» PROVIDED ENTRIES:
- Opening Delimiter -

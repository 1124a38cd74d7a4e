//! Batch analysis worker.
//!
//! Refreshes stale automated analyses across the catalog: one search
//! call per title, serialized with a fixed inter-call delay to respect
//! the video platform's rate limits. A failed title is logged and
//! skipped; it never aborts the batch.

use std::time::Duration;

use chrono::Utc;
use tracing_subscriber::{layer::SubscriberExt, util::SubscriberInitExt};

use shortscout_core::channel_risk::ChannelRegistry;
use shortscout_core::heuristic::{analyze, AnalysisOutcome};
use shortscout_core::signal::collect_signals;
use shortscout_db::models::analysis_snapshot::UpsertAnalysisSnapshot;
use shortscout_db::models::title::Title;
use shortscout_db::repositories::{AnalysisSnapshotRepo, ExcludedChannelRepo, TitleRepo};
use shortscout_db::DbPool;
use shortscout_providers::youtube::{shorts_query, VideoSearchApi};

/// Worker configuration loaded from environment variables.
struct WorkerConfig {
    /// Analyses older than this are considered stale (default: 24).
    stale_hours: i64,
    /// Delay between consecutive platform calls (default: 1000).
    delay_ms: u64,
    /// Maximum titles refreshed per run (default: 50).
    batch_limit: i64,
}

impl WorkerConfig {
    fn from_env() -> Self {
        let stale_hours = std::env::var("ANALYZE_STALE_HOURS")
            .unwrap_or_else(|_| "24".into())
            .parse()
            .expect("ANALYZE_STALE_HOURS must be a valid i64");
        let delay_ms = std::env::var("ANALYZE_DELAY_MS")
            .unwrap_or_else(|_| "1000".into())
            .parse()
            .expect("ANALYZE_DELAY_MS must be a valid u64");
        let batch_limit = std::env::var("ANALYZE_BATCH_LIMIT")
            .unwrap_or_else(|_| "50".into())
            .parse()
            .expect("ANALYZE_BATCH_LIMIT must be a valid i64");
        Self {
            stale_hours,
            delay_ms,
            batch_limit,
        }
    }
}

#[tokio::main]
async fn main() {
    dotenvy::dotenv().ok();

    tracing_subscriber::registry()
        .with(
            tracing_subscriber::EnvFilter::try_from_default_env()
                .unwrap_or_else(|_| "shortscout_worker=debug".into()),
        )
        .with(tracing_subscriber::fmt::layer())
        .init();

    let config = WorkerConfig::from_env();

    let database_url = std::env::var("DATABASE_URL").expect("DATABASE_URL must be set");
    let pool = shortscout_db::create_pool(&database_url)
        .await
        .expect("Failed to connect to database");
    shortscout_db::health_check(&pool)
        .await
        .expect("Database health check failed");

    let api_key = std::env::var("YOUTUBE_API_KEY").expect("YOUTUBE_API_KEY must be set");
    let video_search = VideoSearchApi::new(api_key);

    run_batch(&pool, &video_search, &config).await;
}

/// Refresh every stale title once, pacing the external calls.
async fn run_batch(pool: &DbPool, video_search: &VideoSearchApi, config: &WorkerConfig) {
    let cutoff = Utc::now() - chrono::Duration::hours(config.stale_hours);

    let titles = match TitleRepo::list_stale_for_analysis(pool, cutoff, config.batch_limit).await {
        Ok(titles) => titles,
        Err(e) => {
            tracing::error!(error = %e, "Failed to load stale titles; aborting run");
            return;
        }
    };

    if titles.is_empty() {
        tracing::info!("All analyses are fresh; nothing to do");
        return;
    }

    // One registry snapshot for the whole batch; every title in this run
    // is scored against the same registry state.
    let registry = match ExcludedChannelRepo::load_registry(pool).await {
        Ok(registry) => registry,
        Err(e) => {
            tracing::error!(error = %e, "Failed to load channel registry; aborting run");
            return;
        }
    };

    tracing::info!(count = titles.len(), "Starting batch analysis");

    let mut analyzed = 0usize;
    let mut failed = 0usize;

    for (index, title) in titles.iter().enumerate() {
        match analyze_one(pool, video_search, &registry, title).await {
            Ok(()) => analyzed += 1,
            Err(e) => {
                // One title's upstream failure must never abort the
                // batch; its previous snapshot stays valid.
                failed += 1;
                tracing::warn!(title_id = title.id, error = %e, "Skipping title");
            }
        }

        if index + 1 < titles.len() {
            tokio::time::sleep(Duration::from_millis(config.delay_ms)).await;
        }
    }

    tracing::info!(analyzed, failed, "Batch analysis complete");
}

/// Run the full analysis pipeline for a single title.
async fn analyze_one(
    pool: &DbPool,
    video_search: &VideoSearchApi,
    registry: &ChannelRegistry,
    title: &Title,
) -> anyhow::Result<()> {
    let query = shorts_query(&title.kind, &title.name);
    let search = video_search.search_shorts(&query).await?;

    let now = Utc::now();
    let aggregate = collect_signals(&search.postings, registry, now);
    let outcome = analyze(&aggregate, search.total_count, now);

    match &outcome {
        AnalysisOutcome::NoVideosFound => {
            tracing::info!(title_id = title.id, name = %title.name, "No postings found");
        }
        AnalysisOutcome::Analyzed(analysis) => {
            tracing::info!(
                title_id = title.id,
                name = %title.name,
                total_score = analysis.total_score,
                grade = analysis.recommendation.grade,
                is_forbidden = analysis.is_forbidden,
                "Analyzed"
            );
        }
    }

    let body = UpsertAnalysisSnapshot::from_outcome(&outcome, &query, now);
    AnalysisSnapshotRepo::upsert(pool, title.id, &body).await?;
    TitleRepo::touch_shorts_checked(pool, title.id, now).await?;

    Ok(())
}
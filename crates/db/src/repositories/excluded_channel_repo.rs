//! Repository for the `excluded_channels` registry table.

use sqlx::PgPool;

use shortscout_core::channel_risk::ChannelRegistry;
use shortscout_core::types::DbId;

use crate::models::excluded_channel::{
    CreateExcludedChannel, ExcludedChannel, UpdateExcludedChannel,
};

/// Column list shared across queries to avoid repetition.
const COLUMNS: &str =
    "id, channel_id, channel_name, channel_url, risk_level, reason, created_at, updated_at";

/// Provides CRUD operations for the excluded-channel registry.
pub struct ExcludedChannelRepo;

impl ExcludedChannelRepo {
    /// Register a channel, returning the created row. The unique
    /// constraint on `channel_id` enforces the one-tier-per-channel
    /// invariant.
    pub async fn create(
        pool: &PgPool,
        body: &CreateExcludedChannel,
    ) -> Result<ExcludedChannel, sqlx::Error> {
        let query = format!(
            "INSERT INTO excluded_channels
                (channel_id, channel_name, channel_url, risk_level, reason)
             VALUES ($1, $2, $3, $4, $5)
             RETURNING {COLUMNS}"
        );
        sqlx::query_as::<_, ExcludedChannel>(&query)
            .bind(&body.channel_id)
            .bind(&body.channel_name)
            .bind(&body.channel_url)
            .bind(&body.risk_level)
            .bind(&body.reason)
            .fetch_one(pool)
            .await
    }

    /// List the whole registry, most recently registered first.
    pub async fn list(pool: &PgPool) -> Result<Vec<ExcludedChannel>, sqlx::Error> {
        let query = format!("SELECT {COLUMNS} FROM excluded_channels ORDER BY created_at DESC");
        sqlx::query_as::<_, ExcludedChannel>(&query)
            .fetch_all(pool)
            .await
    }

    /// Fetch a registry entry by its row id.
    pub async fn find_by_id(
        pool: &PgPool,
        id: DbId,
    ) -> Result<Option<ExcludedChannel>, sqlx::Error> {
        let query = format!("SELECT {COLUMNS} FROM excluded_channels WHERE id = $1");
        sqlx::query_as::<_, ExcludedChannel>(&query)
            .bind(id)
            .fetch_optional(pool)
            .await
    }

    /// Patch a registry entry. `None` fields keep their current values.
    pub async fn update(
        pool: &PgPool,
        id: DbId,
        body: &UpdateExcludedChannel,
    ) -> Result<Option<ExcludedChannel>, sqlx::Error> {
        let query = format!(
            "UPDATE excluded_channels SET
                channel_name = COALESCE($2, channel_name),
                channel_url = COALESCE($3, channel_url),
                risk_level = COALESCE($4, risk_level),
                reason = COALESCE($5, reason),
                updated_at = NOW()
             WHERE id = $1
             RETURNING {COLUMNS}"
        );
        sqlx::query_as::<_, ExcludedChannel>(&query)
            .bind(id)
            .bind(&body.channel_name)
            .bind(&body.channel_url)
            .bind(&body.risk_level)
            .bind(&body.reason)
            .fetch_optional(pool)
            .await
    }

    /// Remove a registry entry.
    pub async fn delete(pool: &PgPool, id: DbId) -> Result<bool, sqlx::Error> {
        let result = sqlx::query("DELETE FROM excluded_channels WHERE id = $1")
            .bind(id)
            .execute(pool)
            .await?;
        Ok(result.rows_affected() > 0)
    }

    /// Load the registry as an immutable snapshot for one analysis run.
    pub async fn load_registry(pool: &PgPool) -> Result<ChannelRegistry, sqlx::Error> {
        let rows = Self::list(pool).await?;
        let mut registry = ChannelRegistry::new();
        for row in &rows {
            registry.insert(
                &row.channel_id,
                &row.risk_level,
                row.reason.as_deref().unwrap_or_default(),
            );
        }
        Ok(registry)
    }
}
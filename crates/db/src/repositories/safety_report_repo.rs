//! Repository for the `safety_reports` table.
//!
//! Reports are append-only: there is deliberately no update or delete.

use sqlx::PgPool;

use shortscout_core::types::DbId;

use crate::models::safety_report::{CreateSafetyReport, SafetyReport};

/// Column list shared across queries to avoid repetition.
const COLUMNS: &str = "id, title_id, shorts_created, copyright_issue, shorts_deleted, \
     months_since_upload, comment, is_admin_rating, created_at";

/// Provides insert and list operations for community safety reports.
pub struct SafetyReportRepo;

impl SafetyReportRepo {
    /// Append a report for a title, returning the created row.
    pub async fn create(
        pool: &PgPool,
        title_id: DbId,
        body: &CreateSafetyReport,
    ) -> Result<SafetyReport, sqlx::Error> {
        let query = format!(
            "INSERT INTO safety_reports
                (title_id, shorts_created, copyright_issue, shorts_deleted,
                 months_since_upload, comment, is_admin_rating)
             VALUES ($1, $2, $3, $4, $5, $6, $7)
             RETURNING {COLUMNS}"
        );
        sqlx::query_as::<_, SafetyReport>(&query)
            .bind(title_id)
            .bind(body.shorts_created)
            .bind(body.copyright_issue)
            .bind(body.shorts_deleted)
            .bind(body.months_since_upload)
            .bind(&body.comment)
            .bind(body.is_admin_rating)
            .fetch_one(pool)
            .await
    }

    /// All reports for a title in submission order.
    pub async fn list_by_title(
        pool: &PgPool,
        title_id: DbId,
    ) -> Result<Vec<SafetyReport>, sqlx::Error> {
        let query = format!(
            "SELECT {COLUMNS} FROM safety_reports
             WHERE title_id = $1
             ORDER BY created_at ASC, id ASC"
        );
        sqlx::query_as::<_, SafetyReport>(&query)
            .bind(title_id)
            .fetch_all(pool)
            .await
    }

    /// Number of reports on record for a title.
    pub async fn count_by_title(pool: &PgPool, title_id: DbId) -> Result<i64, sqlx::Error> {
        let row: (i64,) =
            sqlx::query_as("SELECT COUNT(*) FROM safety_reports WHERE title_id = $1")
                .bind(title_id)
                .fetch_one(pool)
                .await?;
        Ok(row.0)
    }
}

- Closing Delimiter -

» WORK REQUEST: Exactly as they stand, please print the lines from the first line of the records above down to the line that includes "calls (default: 1000).", both of those included and no others.

» FINAL ANSWER:
repository 1124a38cd74d7a4e
//! Batch analysis worker.
//!
//! Refreshes stale automated analyses across the catalog: one search
//! call per title, serialized with a fixed inter-call delay to respect
//! the video platform's rate limits. A failed title is logged and
//! skipped; it never aborts the batch.

use std::time::Duration;

use chrono::Utc;
use tracing_subscriber::{layer::SubscriberExt, util::SubscriberInitExt};

use shortscout_core::channel_risk::ChannelRegistry;
use shortscout_core::heuristic::{analyze, AnalysisOutcome};
use shortscout_core::signal::collect_signals;
use shortscout_db::models::analysis_snapshot::UpsertAnalysisSnapshot;
use shortscout_db::models::title::Title;
use shortscout_db::repositories::{AnalysisSnapshotRepo, ExcludedChannelRepo, TitleRepo};
use shortscout_db::DbPool;
use shortscout_providers::youtube::{shorts_query, VideoSearchApi};

/// Worker configuration loaded from environment variables.
struct WorkerConfig {
    /// Analyses older than this are considered stale (default: 24).
    stale_hours: i64,
    /// Delay between consecutive platform calls (default: 1000).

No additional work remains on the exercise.